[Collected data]
== Segment start ==

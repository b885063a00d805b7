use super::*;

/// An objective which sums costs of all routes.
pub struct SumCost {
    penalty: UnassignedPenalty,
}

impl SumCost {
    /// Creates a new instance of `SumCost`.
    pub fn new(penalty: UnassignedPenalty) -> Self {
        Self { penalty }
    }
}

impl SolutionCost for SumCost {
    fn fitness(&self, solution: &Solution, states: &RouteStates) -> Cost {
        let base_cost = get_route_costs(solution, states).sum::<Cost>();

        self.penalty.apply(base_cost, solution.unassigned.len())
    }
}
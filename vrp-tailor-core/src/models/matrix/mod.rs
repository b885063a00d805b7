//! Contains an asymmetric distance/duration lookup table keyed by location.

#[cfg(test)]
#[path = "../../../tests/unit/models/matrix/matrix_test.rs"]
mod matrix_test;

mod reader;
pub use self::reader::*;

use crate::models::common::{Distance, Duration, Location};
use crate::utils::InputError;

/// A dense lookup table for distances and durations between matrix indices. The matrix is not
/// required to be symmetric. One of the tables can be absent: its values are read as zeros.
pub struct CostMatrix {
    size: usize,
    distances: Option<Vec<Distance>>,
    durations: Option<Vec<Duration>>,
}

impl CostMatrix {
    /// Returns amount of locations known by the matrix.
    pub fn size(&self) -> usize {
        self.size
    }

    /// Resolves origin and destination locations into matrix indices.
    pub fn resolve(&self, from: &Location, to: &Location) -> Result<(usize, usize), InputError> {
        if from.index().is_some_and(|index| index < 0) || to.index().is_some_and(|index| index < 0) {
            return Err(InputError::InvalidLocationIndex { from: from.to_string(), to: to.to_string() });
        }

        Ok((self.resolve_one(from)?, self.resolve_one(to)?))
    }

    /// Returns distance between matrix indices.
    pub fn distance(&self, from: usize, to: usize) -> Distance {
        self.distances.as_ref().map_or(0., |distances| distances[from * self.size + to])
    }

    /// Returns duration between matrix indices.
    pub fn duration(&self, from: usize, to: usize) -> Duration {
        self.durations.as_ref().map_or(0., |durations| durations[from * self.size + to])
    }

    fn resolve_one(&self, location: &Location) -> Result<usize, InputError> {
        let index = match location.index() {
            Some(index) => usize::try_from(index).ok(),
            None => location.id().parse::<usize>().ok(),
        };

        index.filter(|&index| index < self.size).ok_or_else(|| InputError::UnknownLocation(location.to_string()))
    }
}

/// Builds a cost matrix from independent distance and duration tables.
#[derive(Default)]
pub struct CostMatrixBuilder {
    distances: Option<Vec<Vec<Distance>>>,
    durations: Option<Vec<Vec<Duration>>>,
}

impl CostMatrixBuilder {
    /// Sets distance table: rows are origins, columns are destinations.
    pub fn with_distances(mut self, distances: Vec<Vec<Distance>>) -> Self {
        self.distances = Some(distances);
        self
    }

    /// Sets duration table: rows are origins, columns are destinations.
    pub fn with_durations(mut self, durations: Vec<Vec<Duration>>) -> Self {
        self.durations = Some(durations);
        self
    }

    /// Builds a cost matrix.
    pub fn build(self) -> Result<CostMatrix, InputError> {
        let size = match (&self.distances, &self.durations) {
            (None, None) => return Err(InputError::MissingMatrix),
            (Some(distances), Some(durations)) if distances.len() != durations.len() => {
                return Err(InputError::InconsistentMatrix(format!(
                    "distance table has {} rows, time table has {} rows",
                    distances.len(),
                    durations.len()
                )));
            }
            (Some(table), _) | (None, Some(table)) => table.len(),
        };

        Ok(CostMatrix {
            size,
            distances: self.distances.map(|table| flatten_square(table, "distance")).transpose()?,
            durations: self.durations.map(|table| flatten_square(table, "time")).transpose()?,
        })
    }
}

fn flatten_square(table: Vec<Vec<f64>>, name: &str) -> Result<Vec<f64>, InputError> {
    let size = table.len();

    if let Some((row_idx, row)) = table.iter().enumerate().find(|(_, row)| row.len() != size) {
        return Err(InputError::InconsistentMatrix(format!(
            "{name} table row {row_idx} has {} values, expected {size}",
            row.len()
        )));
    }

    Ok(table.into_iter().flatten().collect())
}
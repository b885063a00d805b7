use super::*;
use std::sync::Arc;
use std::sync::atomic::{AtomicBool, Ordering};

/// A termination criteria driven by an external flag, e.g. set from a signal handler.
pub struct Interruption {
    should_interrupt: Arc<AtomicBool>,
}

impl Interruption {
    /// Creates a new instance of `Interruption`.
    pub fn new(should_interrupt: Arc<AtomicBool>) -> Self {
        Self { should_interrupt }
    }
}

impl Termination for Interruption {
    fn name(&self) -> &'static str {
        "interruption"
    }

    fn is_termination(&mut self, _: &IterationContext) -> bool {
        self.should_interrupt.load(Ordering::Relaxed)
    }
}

== Segment end ==
== Segment start ==

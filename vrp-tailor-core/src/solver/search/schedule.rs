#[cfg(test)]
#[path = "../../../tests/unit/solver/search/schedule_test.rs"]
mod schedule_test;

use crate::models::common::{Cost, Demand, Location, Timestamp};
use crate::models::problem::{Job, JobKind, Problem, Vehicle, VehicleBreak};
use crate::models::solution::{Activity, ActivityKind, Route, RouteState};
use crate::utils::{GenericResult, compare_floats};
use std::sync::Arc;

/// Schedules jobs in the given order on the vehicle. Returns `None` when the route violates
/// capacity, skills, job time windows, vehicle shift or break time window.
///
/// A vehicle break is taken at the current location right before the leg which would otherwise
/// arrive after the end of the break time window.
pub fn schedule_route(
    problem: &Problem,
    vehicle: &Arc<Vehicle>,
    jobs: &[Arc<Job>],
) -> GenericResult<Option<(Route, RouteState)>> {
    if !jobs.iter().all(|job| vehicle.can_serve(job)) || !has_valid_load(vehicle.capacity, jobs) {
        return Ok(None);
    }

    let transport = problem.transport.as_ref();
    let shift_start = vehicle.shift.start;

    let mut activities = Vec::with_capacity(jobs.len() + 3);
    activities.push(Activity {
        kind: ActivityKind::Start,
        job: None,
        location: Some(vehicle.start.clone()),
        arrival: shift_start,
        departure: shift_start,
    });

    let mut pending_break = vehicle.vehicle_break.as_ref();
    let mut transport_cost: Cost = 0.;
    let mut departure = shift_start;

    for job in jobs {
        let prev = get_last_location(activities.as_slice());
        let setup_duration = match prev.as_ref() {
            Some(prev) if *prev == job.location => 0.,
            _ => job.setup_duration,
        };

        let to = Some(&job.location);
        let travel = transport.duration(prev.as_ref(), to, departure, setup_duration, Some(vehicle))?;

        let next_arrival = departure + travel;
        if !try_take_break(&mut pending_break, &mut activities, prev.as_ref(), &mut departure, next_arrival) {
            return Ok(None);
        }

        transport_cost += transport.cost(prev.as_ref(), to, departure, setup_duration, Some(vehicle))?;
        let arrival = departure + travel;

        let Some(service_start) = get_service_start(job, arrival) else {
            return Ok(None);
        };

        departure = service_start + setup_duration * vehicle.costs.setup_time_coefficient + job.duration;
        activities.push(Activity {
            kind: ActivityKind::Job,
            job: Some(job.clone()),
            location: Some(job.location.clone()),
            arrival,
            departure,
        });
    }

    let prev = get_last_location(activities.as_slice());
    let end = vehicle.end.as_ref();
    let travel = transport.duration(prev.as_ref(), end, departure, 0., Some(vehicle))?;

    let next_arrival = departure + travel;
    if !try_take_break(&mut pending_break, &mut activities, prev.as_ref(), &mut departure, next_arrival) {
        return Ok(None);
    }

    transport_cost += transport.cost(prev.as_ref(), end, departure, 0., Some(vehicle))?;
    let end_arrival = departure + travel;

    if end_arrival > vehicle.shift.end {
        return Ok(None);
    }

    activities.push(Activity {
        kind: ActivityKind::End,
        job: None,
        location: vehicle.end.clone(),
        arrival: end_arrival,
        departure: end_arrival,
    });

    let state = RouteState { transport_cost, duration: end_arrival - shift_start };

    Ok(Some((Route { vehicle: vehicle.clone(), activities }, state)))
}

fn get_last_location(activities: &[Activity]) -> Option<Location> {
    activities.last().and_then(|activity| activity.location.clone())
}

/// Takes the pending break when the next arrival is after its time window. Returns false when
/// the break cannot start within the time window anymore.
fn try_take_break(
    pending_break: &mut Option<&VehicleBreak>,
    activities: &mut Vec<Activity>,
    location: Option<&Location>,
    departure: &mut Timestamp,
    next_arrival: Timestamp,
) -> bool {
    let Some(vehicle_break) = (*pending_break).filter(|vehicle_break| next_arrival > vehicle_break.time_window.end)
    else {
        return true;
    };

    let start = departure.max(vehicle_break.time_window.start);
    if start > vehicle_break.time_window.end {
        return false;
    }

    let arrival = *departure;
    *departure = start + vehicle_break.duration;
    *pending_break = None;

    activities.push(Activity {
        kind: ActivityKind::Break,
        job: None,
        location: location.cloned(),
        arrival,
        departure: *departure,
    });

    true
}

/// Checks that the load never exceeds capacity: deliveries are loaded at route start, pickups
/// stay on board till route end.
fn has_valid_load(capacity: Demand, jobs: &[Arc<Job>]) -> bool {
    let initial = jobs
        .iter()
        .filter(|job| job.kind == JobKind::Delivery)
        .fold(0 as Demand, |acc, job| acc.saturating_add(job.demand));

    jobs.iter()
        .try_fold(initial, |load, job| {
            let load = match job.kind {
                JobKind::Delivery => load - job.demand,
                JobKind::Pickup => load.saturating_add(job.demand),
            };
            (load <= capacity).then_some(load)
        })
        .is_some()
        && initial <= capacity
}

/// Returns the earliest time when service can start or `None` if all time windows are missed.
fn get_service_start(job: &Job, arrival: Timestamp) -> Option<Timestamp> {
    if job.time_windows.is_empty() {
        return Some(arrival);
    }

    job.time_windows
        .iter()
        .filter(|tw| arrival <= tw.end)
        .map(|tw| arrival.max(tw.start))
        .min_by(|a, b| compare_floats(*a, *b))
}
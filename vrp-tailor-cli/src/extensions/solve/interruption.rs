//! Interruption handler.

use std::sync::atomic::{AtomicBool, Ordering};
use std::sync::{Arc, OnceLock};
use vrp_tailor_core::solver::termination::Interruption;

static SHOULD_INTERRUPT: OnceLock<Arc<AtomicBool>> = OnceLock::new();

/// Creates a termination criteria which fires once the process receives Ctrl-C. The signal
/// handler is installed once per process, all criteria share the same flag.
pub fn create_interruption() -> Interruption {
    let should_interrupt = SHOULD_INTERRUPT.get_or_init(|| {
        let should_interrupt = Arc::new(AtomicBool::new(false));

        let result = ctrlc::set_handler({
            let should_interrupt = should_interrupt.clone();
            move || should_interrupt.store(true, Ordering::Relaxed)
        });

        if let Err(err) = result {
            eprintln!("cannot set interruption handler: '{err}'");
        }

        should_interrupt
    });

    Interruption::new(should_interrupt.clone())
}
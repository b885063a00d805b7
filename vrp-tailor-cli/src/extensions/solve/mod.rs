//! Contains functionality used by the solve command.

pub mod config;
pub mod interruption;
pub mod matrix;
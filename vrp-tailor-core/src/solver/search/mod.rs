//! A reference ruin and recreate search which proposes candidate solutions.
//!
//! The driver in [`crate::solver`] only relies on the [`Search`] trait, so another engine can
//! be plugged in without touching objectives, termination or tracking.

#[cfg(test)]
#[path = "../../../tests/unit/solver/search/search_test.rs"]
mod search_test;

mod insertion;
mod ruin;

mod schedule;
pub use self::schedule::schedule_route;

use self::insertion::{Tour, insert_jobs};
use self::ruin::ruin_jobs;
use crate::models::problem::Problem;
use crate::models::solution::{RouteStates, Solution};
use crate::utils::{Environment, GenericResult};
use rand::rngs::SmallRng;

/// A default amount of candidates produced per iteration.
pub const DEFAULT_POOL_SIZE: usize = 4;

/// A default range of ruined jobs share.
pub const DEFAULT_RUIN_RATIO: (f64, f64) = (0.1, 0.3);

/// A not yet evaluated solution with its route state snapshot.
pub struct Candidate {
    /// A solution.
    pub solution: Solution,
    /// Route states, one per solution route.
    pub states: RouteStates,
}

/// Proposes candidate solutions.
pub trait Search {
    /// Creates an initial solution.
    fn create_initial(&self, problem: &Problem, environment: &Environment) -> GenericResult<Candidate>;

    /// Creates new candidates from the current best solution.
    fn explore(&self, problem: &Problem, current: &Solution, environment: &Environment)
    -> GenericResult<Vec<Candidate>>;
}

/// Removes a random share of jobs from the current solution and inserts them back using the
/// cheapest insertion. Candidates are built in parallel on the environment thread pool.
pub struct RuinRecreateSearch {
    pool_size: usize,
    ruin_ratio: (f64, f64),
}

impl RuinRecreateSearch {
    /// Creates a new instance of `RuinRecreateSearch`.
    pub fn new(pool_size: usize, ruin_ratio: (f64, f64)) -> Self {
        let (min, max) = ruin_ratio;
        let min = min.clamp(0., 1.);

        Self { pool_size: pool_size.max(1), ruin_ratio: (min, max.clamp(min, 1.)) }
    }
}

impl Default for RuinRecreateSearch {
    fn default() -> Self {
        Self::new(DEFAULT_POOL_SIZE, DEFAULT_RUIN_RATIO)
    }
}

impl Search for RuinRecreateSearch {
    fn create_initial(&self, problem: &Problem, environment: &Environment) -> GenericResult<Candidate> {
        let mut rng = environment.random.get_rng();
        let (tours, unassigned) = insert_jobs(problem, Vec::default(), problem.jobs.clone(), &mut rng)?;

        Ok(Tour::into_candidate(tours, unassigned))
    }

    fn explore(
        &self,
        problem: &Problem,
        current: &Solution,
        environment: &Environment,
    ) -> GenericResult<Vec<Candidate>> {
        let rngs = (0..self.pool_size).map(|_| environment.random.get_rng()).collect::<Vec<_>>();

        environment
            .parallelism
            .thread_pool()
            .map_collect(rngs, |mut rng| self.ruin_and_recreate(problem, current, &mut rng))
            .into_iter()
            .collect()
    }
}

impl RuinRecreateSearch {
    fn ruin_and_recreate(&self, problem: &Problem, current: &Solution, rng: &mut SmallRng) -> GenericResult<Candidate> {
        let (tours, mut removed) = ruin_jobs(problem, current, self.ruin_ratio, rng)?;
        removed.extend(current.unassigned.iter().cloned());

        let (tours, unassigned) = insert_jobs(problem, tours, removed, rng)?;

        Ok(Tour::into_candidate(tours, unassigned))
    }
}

== Segment end ==

* _WORK TASK_:
Copy down each line in the entries that has the word "share".

* _SOLUTION_:
/// handler is installed once per process, all criteria share the same flag.
/// A default range of ruined jobs share.
/// Removes a random share of jobs from the current solution and inserts them back using the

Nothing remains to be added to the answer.